Collected data entries
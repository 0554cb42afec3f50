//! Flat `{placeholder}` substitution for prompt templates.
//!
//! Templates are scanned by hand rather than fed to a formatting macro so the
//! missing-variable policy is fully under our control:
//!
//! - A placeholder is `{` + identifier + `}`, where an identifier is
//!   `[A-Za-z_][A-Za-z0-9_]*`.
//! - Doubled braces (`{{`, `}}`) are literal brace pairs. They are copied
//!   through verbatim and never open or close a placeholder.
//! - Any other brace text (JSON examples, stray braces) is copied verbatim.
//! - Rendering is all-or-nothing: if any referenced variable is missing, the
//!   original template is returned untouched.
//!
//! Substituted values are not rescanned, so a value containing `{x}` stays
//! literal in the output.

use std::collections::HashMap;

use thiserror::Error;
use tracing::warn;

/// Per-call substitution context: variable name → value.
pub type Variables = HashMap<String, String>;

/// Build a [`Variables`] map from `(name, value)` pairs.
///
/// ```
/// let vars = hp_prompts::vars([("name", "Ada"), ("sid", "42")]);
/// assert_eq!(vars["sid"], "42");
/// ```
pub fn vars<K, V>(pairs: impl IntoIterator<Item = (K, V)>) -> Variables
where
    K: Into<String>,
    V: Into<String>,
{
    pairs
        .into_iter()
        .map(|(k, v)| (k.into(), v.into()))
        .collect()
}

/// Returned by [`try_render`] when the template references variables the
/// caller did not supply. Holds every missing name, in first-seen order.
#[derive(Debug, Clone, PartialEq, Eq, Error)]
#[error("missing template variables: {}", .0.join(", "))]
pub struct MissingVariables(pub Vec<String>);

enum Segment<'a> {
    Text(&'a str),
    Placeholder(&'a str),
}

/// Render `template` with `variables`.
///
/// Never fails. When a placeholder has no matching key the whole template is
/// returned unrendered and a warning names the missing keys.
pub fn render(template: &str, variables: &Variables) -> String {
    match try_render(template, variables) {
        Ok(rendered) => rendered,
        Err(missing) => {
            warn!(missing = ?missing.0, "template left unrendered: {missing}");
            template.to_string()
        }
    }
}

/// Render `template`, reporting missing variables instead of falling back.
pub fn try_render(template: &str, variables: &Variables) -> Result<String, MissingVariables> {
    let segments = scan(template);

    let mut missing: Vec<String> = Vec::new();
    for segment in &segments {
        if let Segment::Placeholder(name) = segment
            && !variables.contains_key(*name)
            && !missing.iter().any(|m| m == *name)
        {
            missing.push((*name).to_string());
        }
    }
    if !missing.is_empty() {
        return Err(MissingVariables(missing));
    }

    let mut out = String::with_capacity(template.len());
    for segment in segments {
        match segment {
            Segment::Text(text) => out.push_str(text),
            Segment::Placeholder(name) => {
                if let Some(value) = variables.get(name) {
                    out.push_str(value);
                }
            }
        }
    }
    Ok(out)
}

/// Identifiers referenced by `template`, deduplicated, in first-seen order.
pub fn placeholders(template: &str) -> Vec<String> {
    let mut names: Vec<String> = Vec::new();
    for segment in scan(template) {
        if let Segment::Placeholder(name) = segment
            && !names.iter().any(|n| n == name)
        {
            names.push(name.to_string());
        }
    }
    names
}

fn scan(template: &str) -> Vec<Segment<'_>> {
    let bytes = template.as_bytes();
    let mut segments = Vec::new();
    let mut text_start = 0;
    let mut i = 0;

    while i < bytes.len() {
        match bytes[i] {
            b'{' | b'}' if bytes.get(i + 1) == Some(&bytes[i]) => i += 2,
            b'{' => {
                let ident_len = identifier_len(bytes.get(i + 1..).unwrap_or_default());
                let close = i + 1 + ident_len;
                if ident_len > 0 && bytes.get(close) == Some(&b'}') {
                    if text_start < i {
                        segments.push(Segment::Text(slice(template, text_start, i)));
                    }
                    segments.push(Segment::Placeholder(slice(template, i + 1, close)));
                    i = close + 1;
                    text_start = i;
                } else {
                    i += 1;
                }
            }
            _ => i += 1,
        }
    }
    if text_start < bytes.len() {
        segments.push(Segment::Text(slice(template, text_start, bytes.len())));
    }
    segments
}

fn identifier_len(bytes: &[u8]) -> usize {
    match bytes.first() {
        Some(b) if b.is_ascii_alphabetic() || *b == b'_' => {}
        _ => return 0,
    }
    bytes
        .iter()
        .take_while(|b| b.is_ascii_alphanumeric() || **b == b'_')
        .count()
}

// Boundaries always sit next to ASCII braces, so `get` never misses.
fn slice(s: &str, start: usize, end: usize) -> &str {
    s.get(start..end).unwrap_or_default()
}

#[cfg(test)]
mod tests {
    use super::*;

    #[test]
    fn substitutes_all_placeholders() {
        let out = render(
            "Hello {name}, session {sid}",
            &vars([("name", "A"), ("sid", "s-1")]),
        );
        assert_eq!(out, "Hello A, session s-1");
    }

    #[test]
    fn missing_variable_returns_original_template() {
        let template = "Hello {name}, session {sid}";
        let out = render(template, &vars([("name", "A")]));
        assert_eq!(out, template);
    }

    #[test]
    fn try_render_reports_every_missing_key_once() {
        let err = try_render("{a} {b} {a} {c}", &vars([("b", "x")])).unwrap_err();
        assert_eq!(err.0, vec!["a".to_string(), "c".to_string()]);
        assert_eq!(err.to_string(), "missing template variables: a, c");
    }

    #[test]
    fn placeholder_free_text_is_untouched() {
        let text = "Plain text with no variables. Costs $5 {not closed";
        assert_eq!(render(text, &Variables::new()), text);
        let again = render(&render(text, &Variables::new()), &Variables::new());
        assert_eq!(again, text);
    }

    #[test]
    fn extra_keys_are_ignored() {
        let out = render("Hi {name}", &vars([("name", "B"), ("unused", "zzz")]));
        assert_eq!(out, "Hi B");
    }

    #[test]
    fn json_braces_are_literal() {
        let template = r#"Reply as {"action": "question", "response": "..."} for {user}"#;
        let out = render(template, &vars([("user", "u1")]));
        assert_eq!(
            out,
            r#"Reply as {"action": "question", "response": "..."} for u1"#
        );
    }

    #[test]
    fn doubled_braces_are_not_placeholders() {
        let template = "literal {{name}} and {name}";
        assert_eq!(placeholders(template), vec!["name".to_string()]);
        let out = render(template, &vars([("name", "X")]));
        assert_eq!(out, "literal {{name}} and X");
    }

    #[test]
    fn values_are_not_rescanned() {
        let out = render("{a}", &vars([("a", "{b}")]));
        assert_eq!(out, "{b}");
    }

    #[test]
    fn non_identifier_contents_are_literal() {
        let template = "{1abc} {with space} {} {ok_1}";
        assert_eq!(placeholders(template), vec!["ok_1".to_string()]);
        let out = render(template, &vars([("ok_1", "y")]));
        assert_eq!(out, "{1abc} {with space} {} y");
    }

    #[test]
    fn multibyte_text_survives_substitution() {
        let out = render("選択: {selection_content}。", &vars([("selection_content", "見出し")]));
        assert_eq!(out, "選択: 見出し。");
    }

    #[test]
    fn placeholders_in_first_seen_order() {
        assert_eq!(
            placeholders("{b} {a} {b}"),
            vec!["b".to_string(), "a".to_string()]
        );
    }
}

▶ _What you need to do_
Each line above that contains "pairs" counts once; report the total of such lines and nothing more.

▶ _Task solution_
4